REQUIRED ACTION
Find the line with "pub trait KeyValueStore: Send" in the entries below, then reproduce it and every line after it down to and including the line with "async fn delete(&self, key: &str)", exactly.

____ MATERIAL TO PROCESS

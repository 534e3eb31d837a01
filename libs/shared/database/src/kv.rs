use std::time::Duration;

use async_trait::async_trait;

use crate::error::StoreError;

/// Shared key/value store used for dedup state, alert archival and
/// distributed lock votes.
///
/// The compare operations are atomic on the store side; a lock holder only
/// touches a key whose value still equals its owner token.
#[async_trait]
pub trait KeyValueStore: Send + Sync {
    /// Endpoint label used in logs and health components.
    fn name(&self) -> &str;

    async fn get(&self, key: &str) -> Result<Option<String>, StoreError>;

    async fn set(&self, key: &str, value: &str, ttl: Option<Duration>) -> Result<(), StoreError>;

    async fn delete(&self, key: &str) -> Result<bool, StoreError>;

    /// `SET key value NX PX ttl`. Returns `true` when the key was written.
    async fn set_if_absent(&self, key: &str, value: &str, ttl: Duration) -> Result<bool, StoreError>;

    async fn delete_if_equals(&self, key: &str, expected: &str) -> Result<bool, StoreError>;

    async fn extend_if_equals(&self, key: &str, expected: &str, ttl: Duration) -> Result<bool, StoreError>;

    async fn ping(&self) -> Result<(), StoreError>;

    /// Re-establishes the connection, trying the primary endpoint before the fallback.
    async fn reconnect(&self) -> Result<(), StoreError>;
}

________

EXPECTED ANSWER
pub trait KeyValueStore: Send + Sync {
    /// Endpoint label used in logs and health components.
    fn name(&self) -> &str;

    async fn get(&self, key: &str) -> Result<Option<String>, StoreError>;

    async fn set(&self, key: &str, value: &str, ttl: Option<Duration>) -> Result<(), StoreError>;

    async fn delete(&self, key: &str) -> Result<bool, StoreError>;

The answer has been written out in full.